Material for this task Block Start

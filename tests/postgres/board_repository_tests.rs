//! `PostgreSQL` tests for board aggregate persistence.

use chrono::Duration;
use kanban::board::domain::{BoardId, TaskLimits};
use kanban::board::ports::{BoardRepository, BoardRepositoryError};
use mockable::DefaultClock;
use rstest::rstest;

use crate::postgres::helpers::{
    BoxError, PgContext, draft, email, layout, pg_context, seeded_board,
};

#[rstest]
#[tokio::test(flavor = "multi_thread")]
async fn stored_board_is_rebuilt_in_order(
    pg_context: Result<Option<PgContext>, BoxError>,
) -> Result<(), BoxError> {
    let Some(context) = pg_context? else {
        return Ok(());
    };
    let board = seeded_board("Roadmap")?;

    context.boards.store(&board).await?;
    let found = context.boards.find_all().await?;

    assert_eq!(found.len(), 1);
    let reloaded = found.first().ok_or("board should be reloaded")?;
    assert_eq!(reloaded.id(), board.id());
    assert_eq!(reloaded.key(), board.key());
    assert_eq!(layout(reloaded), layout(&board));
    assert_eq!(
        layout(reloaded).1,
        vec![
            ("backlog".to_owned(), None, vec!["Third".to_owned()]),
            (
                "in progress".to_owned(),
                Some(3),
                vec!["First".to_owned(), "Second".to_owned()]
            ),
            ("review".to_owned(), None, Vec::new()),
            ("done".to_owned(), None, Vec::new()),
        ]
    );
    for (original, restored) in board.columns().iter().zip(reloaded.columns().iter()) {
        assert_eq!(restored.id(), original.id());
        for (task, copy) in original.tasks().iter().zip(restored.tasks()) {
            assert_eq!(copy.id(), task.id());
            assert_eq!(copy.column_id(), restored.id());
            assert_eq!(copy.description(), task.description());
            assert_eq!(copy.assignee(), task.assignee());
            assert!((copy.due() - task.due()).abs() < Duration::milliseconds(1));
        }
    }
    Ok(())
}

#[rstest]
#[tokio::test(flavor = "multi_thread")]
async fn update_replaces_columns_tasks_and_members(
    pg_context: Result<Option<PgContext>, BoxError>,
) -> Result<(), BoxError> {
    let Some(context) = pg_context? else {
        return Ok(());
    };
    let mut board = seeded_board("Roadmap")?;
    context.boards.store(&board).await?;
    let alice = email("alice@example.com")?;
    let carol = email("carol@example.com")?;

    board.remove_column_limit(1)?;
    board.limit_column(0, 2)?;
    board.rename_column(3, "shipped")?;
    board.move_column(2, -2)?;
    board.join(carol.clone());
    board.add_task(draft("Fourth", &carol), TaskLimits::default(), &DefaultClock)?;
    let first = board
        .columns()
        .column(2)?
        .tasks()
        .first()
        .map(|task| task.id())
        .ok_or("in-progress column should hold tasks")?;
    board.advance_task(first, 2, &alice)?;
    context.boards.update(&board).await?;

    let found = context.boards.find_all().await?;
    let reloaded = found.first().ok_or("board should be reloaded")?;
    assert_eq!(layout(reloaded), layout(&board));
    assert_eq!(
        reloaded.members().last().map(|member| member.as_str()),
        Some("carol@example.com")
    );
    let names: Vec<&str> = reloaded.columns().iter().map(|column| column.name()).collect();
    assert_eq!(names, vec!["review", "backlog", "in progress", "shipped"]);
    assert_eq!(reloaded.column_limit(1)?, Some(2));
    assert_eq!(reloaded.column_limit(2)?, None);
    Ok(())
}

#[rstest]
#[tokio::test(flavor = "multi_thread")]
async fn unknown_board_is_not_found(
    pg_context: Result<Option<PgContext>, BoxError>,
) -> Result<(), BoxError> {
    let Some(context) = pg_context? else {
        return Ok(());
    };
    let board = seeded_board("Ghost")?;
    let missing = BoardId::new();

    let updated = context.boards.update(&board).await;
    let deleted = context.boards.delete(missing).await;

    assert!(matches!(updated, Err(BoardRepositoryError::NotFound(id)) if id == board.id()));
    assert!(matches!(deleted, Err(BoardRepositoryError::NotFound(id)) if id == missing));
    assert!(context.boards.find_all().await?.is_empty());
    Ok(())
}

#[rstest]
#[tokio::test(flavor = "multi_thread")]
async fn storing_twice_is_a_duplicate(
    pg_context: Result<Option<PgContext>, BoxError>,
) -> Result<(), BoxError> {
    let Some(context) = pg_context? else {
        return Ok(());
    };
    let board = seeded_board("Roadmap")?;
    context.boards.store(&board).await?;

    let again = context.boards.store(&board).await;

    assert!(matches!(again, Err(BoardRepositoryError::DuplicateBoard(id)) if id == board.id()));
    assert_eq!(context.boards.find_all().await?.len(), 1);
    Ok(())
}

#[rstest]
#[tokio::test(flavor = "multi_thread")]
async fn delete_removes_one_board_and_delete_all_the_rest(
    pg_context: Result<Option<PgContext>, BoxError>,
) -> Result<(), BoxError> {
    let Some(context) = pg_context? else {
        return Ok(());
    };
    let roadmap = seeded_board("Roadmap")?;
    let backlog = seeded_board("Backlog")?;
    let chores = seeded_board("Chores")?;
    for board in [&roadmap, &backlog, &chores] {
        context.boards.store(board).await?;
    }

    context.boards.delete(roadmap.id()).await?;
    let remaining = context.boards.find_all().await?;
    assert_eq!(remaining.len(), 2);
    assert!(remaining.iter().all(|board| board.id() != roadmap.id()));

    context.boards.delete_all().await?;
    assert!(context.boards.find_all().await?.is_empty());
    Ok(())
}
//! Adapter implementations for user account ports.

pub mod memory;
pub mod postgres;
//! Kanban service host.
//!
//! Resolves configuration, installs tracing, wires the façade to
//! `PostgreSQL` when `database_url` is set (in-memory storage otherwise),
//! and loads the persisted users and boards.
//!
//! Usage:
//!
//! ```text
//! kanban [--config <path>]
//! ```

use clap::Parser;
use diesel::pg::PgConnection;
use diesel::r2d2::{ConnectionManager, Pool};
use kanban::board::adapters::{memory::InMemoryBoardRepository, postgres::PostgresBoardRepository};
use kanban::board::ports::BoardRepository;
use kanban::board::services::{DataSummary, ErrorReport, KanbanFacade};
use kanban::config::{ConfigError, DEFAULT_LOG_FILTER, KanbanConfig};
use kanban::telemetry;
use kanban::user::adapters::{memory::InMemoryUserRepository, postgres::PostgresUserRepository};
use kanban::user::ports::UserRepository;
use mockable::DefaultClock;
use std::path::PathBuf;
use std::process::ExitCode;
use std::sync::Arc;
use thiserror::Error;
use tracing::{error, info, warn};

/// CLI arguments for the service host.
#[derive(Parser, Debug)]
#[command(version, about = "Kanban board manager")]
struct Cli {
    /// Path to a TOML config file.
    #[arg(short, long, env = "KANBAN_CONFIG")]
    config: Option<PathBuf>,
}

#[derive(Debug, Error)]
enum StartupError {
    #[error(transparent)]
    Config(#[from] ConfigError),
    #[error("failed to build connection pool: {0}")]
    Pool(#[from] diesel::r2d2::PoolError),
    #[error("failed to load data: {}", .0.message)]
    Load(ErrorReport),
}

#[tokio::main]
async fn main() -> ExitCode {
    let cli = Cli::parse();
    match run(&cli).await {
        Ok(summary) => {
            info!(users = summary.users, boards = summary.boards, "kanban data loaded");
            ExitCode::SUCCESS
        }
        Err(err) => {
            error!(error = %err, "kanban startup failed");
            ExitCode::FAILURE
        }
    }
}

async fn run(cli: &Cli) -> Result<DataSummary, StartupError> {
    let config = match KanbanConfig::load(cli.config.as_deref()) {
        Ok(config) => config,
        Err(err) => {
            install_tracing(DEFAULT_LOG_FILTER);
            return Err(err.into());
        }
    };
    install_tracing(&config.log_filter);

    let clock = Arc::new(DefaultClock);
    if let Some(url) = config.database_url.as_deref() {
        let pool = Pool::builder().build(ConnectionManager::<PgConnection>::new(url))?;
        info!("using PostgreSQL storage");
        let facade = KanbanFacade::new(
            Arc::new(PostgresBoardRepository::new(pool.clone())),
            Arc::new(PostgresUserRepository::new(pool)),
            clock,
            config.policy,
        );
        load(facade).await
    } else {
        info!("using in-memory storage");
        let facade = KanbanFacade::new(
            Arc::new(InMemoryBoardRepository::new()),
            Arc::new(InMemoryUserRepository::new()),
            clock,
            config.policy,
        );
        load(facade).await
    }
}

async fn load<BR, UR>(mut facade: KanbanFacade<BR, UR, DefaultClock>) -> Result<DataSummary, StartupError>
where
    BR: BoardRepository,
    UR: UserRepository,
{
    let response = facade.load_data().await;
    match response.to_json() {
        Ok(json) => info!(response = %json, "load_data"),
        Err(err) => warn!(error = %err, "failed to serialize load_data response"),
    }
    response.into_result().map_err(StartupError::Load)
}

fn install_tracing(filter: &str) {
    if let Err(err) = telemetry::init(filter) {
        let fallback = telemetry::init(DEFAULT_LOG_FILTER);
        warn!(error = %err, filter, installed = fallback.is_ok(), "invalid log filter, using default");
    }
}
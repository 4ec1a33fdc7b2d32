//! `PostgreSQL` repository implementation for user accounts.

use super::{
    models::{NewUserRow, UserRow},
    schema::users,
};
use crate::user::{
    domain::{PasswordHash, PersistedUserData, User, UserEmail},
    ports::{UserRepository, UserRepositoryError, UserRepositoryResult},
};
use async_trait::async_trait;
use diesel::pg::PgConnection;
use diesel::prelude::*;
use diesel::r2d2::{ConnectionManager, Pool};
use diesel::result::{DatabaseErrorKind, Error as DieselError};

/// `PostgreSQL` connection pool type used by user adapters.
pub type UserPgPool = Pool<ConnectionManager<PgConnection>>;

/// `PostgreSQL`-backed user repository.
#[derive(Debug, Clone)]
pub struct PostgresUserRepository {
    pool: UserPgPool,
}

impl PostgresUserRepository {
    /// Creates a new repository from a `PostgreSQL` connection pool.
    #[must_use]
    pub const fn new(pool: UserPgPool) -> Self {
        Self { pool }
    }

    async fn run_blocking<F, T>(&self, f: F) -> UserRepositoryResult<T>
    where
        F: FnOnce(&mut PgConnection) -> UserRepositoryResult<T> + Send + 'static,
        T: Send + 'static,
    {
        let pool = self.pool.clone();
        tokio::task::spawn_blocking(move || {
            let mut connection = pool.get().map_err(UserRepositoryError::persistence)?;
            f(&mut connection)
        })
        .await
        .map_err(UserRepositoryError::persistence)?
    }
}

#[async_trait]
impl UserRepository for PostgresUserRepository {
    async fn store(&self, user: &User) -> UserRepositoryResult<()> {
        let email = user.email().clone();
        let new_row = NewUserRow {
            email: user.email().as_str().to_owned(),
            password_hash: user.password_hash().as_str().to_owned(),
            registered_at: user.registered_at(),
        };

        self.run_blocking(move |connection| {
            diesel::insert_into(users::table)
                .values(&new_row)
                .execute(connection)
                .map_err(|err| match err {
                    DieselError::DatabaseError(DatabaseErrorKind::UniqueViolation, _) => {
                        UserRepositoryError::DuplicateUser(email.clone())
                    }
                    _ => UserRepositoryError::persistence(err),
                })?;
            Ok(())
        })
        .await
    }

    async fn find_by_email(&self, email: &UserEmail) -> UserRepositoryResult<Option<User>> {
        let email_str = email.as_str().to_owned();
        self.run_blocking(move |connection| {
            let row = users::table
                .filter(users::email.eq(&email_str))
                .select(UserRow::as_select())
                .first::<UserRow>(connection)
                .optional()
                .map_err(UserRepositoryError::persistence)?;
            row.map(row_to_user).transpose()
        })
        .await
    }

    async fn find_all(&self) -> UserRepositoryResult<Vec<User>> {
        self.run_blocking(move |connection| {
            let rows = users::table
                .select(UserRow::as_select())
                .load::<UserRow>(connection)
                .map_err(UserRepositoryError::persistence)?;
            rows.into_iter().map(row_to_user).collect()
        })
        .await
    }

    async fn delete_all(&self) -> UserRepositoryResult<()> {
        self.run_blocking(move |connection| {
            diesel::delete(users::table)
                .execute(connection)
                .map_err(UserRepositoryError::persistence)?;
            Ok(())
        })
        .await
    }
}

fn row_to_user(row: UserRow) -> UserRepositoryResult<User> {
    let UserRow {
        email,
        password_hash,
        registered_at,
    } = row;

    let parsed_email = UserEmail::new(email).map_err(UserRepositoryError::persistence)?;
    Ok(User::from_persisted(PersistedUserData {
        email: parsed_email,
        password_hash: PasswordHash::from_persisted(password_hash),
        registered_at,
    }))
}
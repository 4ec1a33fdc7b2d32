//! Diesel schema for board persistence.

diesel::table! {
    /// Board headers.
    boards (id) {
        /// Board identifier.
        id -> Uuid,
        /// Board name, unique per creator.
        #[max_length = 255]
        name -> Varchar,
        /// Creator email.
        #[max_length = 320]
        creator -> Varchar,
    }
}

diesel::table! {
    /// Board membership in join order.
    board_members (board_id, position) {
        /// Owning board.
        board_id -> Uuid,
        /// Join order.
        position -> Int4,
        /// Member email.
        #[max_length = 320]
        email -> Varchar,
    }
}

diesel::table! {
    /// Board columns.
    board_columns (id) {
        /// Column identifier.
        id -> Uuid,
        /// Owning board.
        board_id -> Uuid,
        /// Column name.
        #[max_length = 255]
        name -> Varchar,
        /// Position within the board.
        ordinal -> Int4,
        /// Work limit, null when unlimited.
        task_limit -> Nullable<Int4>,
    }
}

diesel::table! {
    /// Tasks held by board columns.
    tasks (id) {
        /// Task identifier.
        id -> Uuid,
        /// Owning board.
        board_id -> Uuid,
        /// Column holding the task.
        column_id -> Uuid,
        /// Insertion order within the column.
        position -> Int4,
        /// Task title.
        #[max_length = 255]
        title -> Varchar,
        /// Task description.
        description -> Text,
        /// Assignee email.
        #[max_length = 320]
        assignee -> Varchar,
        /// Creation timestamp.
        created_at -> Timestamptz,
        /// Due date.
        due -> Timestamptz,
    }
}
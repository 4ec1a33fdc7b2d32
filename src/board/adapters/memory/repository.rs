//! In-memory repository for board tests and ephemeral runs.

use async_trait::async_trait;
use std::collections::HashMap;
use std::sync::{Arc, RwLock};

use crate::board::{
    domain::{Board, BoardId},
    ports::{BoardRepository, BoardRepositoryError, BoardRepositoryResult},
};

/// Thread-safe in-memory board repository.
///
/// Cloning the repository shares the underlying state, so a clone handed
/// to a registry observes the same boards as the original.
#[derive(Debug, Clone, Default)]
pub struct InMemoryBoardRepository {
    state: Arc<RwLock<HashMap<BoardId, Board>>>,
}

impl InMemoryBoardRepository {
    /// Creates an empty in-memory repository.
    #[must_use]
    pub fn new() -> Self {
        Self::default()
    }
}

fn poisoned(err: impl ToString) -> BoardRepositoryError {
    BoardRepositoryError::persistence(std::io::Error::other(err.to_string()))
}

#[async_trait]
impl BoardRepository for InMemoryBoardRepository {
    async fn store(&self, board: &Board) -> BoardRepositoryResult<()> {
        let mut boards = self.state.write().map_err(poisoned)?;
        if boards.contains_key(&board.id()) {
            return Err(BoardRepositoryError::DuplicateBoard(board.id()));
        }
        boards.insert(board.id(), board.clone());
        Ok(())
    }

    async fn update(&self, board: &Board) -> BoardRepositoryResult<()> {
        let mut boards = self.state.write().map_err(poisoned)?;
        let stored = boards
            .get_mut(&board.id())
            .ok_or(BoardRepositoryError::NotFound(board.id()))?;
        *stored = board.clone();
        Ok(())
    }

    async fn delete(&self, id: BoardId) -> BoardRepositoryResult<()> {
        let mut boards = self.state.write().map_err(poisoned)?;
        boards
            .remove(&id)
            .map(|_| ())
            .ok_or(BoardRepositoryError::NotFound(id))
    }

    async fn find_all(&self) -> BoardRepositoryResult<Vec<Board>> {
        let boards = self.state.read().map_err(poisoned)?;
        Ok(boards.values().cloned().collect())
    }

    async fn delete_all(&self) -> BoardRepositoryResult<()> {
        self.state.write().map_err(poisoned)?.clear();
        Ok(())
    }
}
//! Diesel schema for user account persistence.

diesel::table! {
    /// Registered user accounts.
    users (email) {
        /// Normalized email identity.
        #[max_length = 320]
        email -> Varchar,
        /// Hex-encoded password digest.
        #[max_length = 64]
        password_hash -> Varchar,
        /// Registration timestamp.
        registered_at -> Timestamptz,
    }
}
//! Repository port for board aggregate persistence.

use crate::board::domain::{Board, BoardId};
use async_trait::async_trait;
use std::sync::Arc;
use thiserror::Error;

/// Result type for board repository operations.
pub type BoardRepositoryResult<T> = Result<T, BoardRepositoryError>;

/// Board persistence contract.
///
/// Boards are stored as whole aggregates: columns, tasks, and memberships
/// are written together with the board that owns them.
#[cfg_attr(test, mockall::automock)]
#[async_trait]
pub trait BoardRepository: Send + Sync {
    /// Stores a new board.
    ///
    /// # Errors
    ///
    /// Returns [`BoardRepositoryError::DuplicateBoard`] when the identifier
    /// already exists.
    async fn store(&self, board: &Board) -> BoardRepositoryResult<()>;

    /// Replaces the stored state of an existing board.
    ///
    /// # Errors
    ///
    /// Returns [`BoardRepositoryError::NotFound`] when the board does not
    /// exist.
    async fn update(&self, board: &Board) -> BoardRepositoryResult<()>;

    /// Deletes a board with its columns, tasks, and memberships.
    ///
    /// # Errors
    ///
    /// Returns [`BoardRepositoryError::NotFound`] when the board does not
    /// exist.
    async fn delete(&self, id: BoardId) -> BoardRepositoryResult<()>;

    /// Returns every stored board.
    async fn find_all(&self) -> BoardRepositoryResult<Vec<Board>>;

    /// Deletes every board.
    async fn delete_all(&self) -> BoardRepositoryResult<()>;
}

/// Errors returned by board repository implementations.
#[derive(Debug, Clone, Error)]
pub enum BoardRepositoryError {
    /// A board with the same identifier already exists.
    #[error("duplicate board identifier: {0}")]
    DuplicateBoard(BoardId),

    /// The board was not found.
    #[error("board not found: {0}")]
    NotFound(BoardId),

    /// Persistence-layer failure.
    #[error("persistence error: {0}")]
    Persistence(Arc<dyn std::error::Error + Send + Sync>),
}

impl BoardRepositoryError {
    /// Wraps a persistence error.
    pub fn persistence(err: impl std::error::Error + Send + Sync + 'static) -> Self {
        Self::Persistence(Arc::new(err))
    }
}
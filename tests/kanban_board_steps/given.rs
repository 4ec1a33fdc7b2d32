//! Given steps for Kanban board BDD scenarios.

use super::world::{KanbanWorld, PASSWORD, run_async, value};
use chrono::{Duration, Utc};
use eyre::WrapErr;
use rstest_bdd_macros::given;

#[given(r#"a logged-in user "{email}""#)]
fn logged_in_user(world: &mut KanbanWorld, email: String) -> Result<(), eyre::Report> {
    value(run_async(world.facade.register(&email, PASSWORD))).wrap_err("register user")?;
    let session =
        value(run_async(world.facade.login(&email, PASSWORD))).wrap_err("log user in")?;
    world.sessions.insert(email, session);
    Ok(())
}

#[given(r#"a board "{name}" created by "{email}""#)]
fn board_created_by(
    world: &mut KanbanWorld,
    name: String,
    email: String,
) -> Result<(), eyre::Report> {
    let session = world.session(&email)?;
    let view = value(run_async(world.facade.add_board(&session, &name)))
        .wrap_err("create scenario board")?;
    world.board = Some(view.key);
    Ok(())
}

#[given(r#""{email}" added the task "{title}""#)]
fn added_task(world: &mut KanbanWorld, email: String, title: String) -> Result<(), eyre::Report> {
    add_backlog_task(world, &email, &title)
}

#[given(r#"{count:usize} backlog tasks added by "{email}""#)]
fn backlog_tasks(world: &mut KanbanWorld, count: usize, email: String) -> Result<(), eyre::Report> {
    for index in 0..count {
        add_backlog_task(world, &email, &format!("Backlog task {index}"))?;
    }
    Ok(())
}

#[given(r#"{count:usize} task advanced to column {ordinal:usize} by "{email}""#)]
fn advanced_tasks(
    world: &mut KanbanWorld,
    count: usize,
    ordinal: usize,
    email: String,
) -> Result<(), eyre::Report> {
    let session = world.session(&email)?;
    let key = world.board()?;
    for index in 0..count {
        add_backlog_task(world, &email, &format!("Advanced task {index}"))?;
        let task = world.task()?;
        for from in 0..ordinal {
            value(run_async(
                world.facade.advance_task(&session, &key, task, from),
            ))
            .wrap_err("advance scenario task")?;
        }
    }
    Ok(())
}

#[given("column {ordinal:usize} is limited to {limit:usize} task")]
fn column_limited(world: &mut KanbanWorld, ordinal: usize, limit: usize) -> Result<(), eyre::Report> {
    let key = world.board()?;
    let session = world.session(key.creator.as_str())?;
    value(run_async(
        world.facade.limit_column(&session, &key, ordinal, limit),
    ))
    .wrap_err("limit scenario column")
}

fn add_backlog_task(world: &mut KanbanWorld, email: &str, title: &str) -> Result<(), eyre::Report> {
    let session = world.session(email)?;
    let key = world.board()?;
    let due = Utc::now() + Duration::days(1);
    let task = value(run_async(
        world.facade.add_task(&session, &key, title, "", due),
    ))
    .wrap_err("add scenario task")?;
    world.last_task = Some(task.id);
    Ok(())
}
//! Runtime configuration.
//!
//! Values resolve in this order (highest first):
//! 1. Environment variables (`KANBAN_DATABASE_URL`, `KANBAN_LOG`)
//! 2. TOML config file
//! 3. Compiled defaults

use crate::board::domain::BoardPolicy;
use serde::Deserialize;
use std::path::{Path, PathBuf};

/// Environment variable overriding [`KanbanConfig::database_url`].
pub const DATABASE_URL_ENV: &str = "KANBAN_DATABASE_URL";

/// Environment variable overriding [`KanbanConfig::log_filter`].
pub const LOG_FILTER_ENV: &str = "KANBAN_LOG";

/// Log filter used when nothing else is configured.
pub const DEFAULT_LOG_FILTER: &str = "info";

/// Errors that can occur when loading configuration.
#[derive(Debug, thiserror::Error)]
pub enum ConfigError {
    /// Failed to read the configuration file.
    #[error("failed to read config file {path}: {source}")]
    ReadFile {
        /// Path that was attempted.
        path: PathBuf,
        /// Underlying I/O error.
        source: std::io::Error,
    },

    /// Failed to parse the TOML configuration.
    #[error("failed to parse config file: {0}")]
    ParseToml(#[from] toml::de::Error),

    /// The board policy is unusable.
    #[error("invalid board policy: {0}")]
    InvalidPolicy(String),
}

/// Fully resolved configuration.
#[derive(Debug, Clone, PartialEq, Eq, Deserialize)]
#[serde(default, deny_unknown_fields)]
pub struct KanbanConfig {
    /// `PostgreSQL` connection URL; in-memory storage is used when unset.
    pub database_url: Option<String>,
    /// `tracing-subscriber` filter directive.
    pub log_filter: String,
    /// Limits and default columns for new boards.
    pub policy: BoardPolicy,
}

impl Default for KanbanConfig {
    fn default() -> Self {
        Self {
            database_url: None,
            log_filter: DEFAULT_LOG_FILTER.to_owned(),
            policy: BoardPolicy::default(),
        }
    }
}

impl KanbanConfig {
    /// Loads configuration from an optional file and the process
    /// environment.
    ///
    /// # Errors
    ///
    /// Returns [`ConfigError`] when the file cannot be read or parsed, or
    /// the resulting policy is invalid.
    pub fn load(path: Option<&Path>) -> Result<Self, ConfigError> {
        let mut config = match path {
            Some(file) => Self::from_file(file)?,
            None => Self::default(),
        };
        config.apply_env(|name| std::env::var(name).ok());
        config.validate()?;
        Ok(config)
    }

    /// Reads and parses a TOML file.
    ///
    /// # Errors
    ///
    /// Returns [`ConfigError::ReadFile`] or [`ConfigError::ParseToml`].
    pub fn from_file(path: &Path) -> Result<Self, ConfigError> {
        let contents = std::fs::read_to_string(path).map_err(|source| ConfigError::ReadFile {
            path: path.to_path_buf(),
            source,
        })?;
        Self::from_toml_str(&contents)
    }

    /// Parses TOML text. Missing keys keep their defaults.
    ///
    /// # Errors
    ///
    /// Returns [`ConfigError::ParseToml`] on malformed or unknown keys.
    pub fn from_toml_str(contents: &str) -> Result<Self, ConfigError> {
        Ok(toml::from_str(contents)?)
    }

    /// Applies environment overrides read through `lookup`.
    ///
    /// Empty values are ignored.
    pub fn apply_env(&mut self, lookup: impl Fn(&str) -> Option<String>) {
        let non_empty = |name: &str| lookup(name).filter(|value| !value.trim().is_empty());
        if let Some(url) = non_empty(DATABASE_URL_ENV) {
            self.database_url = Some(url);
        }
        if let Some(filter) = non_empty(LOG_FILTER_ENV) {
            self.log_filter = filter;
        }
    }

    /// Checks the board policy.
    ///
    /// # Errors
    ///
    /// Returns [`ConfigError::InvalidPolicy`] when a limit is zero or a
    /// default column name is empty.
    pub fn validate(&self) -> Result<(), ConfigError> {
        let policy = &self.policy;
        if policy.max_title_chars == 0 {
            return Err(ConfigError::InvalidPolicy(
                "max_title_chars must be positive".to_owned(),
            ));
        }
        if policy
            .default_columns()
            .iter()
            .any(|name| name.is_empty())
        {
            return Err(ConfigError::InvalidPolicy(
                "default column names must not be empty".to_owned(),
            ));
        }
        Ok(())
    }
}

Material for this task Block End

Across the records above, show each line containing the word "storage".

//! `PostgreSQL` when `database_url` is set (in-memory storage otherwise),
        info!("using PostgreSQL storage");
        info!("using in-memory storage");
    /// `PostgreSQL` connection URL; in-memory storage is used when unset.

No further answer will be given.